==== Records supplied ====

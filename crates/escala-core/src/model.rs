use crate::parsing::duration::format_minutes;
use serde::{Deserialize, Deserializer, Serialize, Serializer};
use std::collections::BTreeMap;
use std::fmt;
use std::str::FromStr;

/// A calendar day as printed on a roster (`DD/MM/YYYY`).
///
/// Field order makes the derived `Ord` chronological: year, then month, then day.
/// Values are kept as printed, so an impossible date like `31/02/2025` survives
/// extraction and still sorts between its neighbours.
#[derive(Debug, Clone, Copy, PartialEq, Eq, PartialOrd, Ord, Hash)]
pub struct RosterDate {
    pub year: i32,
    pub month: u32,
    pub day: u32,
}

impl RosterDate {
    pub fn new(day: u32, month: u32, year: i32) -> Self {
        RosterDate { year, month, day }
    }

    /// Two-digit month, as used for reference-month filtering.
    pub fn month_str(&self) -> String {
        format!("{:02}", self.month)
    }
}

impl fmt::Display for RosterDate {
    fn fmt(&self, f: &mut fmt::Formatter<'_>) -> fmt::Result {
        write!(f, "{:02}/{:02}/{:04}", self.day, self.month, self.year)
    }
}

impl FromStr for RosterDate {
    type Err = String;

    fn from_str(s: &str) -> Result<Self, Self::Err> {
        let mut parts = s.trim().split('/');
        let (Some(d), Some(m), Some(y), None) =
            (parts.next(), parts.next(), parts.next(), parts.next())
        else {
            return Err(format!("expected DD/MM/YYYY, got '{s}'"));
        };
        let day = d.parse().map_err(|_| format!("invalid day in '{s}'"))?;
        let month = m.parse().map_err(|_| format!("invalid month in '{s}'"))?;
        let year = y.parse().map_err(|_| format!("invalid year in '{s}'"))?;
        Ok(RosterDate::new(day, month, year))
    }
}

impl Serialize for RosterDate {
    fn serialize<S: Serializer>(&self, serializer: S) -> Result<S::Ok, S::Error> {
        serializer.collect_str(self)
    }
}

impl<'de> Deserialize<'de> for RosterDate {
    fn deserialize<D: Deserializer<'de>>(deserializer: D) -> Result<Self, D::Error> {
        let s = String::deserialize(deserializer)?;
        s.parse().map_err(serde::de::Error::custom)
    }
}

/// Reporting period found in a roster header. Every field may be absent.
#[derive(Debug, Clone, Default, PartialEq, Eq, Serialize, Deserialize)]
pub struct PeriodInfo {
    pub start: Option<RosterDate>,
    pub end: Option<RosterDate>,
    /// Always `01`..=`12` when present.
    pub reference_month: Option<String>,
    pub reference_year: Option<String>,
}

impl PeriodInfo {
    /// Year to assume for day headers that do not print one.
    pub fn year(&self) -> Option<i32> {
        self.start
            .map(|d| d.year)
            .or_else(|| self.reference_year.as_deref()?.parse().ok())
    }
}

/// Activity text per day, in chronological order. One entry per distinct date.
pub type DayMap = BTreeMap<RosterDate, String>;

/// Which aggregation strategy produced a flight total.
#[derive(Debug, Clone, Copy, Default, PartialEq, Eq, Serialize, Deserialize)]
#[serde(rename_all = "snake_case")]
pub enum FlightStrategy {
    /// "Flight Time:" labels inside flight-code blocks.
    FlightCodeBlocks,
    /// "Flight Time:" labels anywhere in the document.
    WholeDocument,
    /// `HH:MM - HH:MM` ranges on flight-code lines.
    TimeRanges,
    #[default]
    None,
}

impl fmt::Display for FlightStrategy {
    fn fmt(&self, f: &mut fmt::Formatter<'_>) -> fmt::Result {
        match self {
            FlightStrategy::FlightCodeBlocks => write!(f, "flight-code blocks"),
            FlightStrategy::WholeDocument => write!(f, "whole document"),
            FlightStrategy::TimeRanges => write!(f, "time ranges"),
            FlightStrategy::None => write!(f, "none"),
        }
    }
}

/// Total flight duration of one roster.
#[derive(Debug, Clone, Copy, Default, PartialEq, Eq, Serialize, Deserialize)]
pub struct FlightTotal {
    pub minutes: u32,
    /// Number of time fragments that contributed to `minutes`.
    pub fragments: usize,
    pub strategy: FlightStrategy,
}

impl fmt::Display for FlightTotal {
    fn fmt(&self, f: &mut fmt::Formatter<'_>) -> fmt::Result {
        f.write_str(&format_minutes(self.minutes))
    }
}

/// Everything extracted from a single roster document.
#[derive(Debug, Clone, Serialize, Deserialize)]
pub struct ParsedRoster {
    pub name: String,
    pub period: PeriodInfo,
    pub days: DayMap,
    pub flight_total: FlightTotal,
}

#[derive(Debug, Clone, PartialEq, Eq, Serialize, Deserialize)]
#[serde(rename_all = "camelCase")]
pub struct ComparisonRow {
    pub date: RosterDate,
    pub activity_left: String,
    pub activity_right: String,
}

/// Aggregated response for one comparison request.
#[derive(Debug, Clone, Serialize, Deserialize)]
#[serde(rename_all = "camelCase")]
pub struct Comparison {
    #[serde(rename = "escalas", alias = "comparisonRows")]
    pub rows: Vec<ComparisonRow>,
    pub name1: String,
    pub name2: String,
    pub month1: String,
    pub month2: String,
    #[serde(with = "flight_total_str")]
    pub flight_total1: FlightTotal,
    #[serde(with = "flight_total_str")]
    pub flight_total2: FlightTotal,
}

/// Flight totals travel as `"{H}h {MM}min"` strings.
mod flight_total_str {
    use super::FlightTotal;
    use serde::{Deserialize, Deserializer, Serializer};

    pub fn serialize<S: Serializer>(total: &FlightTotal, serializer: S) -> Result<S::Ok, S::Error> {
        serializer.collect_str(total)
    }

    pub fn deserialize<'de, D: Deserializer<'de>>(deserializer: D) -> Result<FlightTotal, D::Error> {
        let s = String::deserialize(deserializer)?;
        let minutes = parse_formatted(&s)
            .ok_or_else(|| serde::de::Error::custom(format!("invalid flight total '{s}'")))?;
        Ok(FlightTotal {
            minutes,
            ..FlightTotal::default()
        })
    }

    fn parse_formatted(s: &str) -> Option<u32> {
        let (h, rest) = s.trim().split_once("h ")?;
        let m = rest.strip_suffix("min")?;
        Some(h.parse::<u32>().ok()? * 60 + m.parse::<u32>().ok()?)
    }
}
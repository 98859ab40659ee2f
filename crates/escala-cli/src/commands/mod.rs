pub mod compare;
pub mod parse;
pub mod serve;

use escala_core::extraction::pdftotext::PdftotextExtractor;
use escala_core::extraction::TextExtractor;
use std::sync::Arc;

use crate::Backend;

pub fn extractor(backend: Backend, layout: bool) -> Arc<dyn TextExtractor> {
    match backend {
        Backend::Pdftotext => Arc::new(PdftotextExtractor::new().with_layout(layout)),
        #[cfg(feature = "pdf-extract")]
        Backend::PdfExtract => {
            Arc::new(escala_core::extraction::pdf_extract::PdfExtractExtractor::new())
        }
    }
}
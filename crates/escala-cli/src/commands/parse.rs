use escala_core::extraction::TextExtractor;
use std::path::PathBuf;
use std::sync::Arc;

use crate::output;

pub fn run(
    pdf_file: PathBuf,
    output_format: &str,
    output_file: Option<PathBuf>,
    extractor: Arc<dyn TextExtractor>,
) -> Result<(), escala_core::error::EscalaError> {
    let pdf_bytes = std::fs::read(&pdf_file)?;
    let parsed = escala_core::parse_pdf(&pdf_bytes, extractor.as_ref())?;

    match output_file {
        Some(path) => {
            // Always write JSON when saving to file
            let json = serde_json::to_string_pretty(&parsed)?;
            std::fs::write(&path, json)?;
            eprintln!(
                "Parsed {} day(s) for {}, written to {}",
                parsed.days.len(),
                parsed.name,
                path.display()
            );
        }
        None => match output_format {
            "json" => output::json::print(&parsed)?,
            _ => output::table::print_roster(&parsed),
        },
    }

    Ok(())
}
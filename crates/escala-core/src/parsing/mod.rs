pub mod calendar;
pub mod days;
pub mod duration;
pub mod flight;
pub mod header;
pub mod normalize;

use crate::model::ParsedRoster;
use days::extract_days;
use flight::aggregate_flight_time;
use header::parse_header;
use normalize::normalize_text;

/// Run every extractor over the raw text of one roster.
///
/// Never fails: whatever cannot be found comes back empty (no days, a
/// placeholder name, an empty period, a zero flight total).
pub fn parse_roster(raw_text: &str) -> ParsedRoster {
    let text = normalize_text(raw_text);

    let header = parse_header(&text);

    // Headers without a year take it from the document's own period
    let year = header
        .period
        .year()
        .unwrap_or_else(calendar::current_year);
    let days = extract_days(&text, year);

    let flight_total = aggregate_flight_time(&text);

    tracing::debug!(
        name = %header.name,
        period_start = ?header.period.start.map(|d| d.to_string()),
        reference_month = ?header.period.reference_month,
        days = days.len(),
        flight_total = %flight_total,
        "roster parsed"
    );

    ParsedRoster {
        name: header.name,
        period: header.period,
        days,
        flight_total,
    }
}
//! Integration tests for compare_pdfs() end-to-end pipeline.
//!
//! Uses a MockExtractor that maps marker bytes to canned roster text
//! without invoking pdftotext, so these tests run without poppler-utils.

use escala_core::error::EscalaError;
use escala_core::extraction::TextExtractor;
use escala_core::model::{FlightStrategy, RosterDate};
use escala_core::{compare_pdfs, compare_texts, parse_text, CompareOptions};
use pretty_assertions::assert_eq;

const BR_ROSTER: &str = "\
Azul Linhas Aereas Brasileiras
Tripulante: Ana Souza
Período: 01/08/2025 a 31/08/2025
31/07/2025
AD4000 VCP-CNF 22:00 - 23:05
Flight Time: 1:05
01/08/2025
AD4050 VCP-REC 06:00 - 09:10
Flight Time: 3:10
AD4051 REC-VCP 10:30 - 13:40
Flight Time: 03:10

02/08/2025
FOLGA
05/08/2025
Reserva 08:00 - 14:00
";

const EN_ROSTER: &str = "\
Page 1
JOHN SMITH Escala Summary 1 Aug - 31 Aug 2025
Fri, 1 August
st
AD4050 VCP \u{2013} REC 06:00 \u{2013} 09:10
Flight Time: 03:10
Sun, 3 August
rd
Day Off
Mon, 1 September
AD4100 CNF-GRU
Flight Time: 01:05
";

struct MockExtractor;

impl TextExtractor for MockExtractor {
    fn extract_text(&self, pdf_bytes: &[u8]) -> Result<String, EscalaError> {
        match pdf_bytes {
            b"br" => Ok(BR_ROSTER.to_string()),
            b"en" => Ok(EN_ROSTER.to_string()),
            b"empty" => Ok(String::new()),
            _ => Err(EscalaError::Extraction("not a PDF".into())),
        }
    }

    fn backend_name(&self) -> &str {
        "mock"
    }
}

fn date(s: &str) -> RosterDate {
    s.parse().unwrap()
}

// ---------------------------------------------------------------------------
// Portuguese layout on its own
// ---------------------------------------------------------------------------
#[test]
fn br_roster_extraction() {
    let roster = parse_text(BR_ROSTER);

    assert_eq!(roster.name, "ANA SOUZA");
    assert_eq!(roster.period.start, Some(date("01/08/2025")));
    assert_eq!(roster.period.end, Some(date("31/08/2025")));
    assert_eq!(roster.period.reference_month.as_deref(), Some("08"));

    assert_eq!(roster.days.len(), 4);
    assert_eq!(
        roster.days[&date("01/08/2025")],
        "AD4050 VCP-REC 06:00 - 09:10 | AD4051 REC-VCP 10:30 - 13:40"
    );
    assert_eq!(roster.days[&date("02/08/2025")], "FOLGA");

    // 1:05 + 3:10 + 3:10
    assert_eq!(roster.flight_total.minutes, 445);
    assert_eq!(roster.flight_total.to_string(), "7h 25min");
    assert_eq!(roster.flight_total.fragments, 3);
    assert_eq!(roster.flight_total.strategy, FlightStrategy::FlightCodeBlocks);
}

// ---------------------------------------------------------------------------
// English layout: year comes from the summary header
// ---------------------------------------------------------------------------
#[test]
fn en_roster_extraction() {
    let roster = parse_text(EN_ROSTER);

    assert_eq!(roster.name, "JOHN SMITH");
    assert_eq!(roster.period.reference_month.as_deref(), Some("08"));
    assert_eq!(roster.days[&date("01/08/2025")], "AD4050 VCP - REC 06:00 - 09:10");
    assert_eq!(roster.days[&date("03/08/2025")], "Day Off");
    assert_eq!(roster.days[&date("01/09/2025")], "AD4100 CNF-GRU");
    assert_eq!(roster.flight_total.to_string(), "4h 15min");
}

// ---------------------------------------------------------------------------
// Full comparison, all days
// ---------------------------------------------------------------------------
#[test]
fn compare_br_with_en() {
    let cmp = compare_pdfs(b"br", b"en", &MockExtractor, &CompareOptions::default()).unwrap();

    let dates: Vec<String> = cmp.rows.iter().map(|r| r.date.to_string()).collect();
    assert_eq!(
        dates,
        vec![
            "31/07/2025",
            "01/08/2025",
            "02/08/2025",
            "03/08/2025",
            "05/08/2025",
            "01/09/2025",
        ]
    );

    let first_aug = &cmp.rows[1];
    assert!(first_aug.activity_left.starts_with("AD4050"));
    assert!(first_aug.activity_right.starts_with("AD4050"));

    let third_aug = &cmp.rows[3];
    assert_eq!(third_aug.activity_left, "");
    assert_eq!(third_aug.activity_right, "Day Off");

    assert_eq!(cmp.name1, "ANA SOUZA");
    assert_eq!(cmp.name2, "JOHN SMITH");
    assert_eq!(cmp.month1, "08");
    assert_eq!(cmp.month2, "08");
    assert_eq!(cmp.flight_total1.to_string(), "7h 25min");
    assert_eq!(cmp.flight_total2.to_string(), "4h 15min");
}

// ---------------------------------------------------------------------------
// Month filtering keeps only the reference month
// ---------------------------------------------------------------------------
#[test]
fn compare_filtered_to_reference_month() {
    let options = CompareOptions {
        filter_to_reference_month: true,
    };
    let cmp = compare_pdfs(b"br", b"en", &MockExtractor, &options).unwrap();

    assert_eq!(cmp.rows.len(), 4);
    assert!(cmp.rows.iter().all(|r| r.date.month == 8));
}

// ---------------------------------------------------------------------------
// Same document twice: every row populated on both sides
// ---------------------------------------------------------------------------
#[test]
fn compare_identical_rosters() {
    let cmp = compare_texts(BR_ROSTER, BR_ROSTER, &CompareOptions::default());
    assert_eq!(cmp.rows.len(), 4);
    for row in &cmp.rows {
        assert_eq!(row.activity_left, row.activity_right);
    }
    assert_eq!(cmp.flight_total1, cmp.flight_total2);
}

// ---------------------------------------------------------------------------
// Empty documents degrade to placeholders, never errors
// ---------------------------------------------------------------------------
#[test]
fn compare_empty_documents() {
    let cmp = compare_pdfs(b"empty", b"empty", &MockExtractor, &CompareOptions::default()).unwrap();
    assert!(cmp.rows.is_empty());
    assert_eq!(cmp.name1, "Tripulante");
    assert_eq!(cmp.name2, "Tripulante");
    assert_eq!(cmp.month1, "");
    assert_eq!(cmp.flight_total1.to_string(), "0h 00min");

    let json = serde_json::to_value(&cmp).unwrap();
    assert_eq!(json["flightTotal2"], "0h 00min");
    assert_eq!(json["escalas"], serde_json::json!([]));
}

// ---------------------------------------------------------------------------
// A decode failure on either side fails the comparison
// ---------------------------------------------------------------------------
#[test]
fn decode_failure_propagates() {
    let err = compare_pdfs(b"br", b"garbage", &MockExtractor, &CompareOptions::default())
        .unwrap_err();
    assert!(err.is_decode_failure());
    assert!(matches!(err, EscalaError::Extraction(_)));
}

====

• Try it
Return exactly the leading lines of the listing, stopping after the line in which "let month = m.parse().map_err(|_|" occurs.

• Answer to the exercise
filename crates/escala-core/src/model.rs
use crate::parsing::duration::format_minutes;
use serde::{Deserialize, Deserializer, Serialize, Serializer};
use std::collections::BTreeMap;
use std::fmt;
use std::str::FromStr;

/// A calendar day as printed on a roster (`DD/MM/YYYY`).
///
/// Field order makes the derived `Ord` chronological: year, then month, then day.
/// Values are kept as printed, so an impossible date like `31/02/2025` survives
/// extraction and still sorts between its neighbours.
#[derive(Debug, Clone, Copy, PartialEq, Eq, PartialOrd, Ord, Hash)]
pub struct RosterDate {
    pub year: i32,
    pub month: u32,
    pub day: u32,
}

impl RosterDate {
    pub fn new(day: u32, month: u32, year: i32) -> Self {
        RosterDate { year, month, day }
    }

    /// Two-digit month, as used for reference-month filtering.
    pub fn month_str(&self) -> String {
        format!("{:02}", self.month)
    }
}

impl fmt::Display for RosterDate {
    fn fmt(&self, f: &mut fmt::Formatter<'_>) -> fmt::Result {
        write!(f, "{:02}/{:02}/{:04}", self.day, self.month, self.year)
    }
}

impl FromStr for RosterDate {
    type Err = String;

    fn from_str(s: &str) -> Result<Self, Self::Err> {
        let mut parts = s.trim().split('/');
        let (Some(d), Some(m), Some(y), None) =
            (parts.next(), parts.next(), parts.next(), parts.next())
        else {
            return Err(format!("expected DD/MM/YYYY, got '{s}'"));
        };
        let day = d.parse().map_err(|_| format!("invalid day in '{s}'"))?;
        let month = m.parse().map_err(|_| format!("invalid month in '{s}'"))?;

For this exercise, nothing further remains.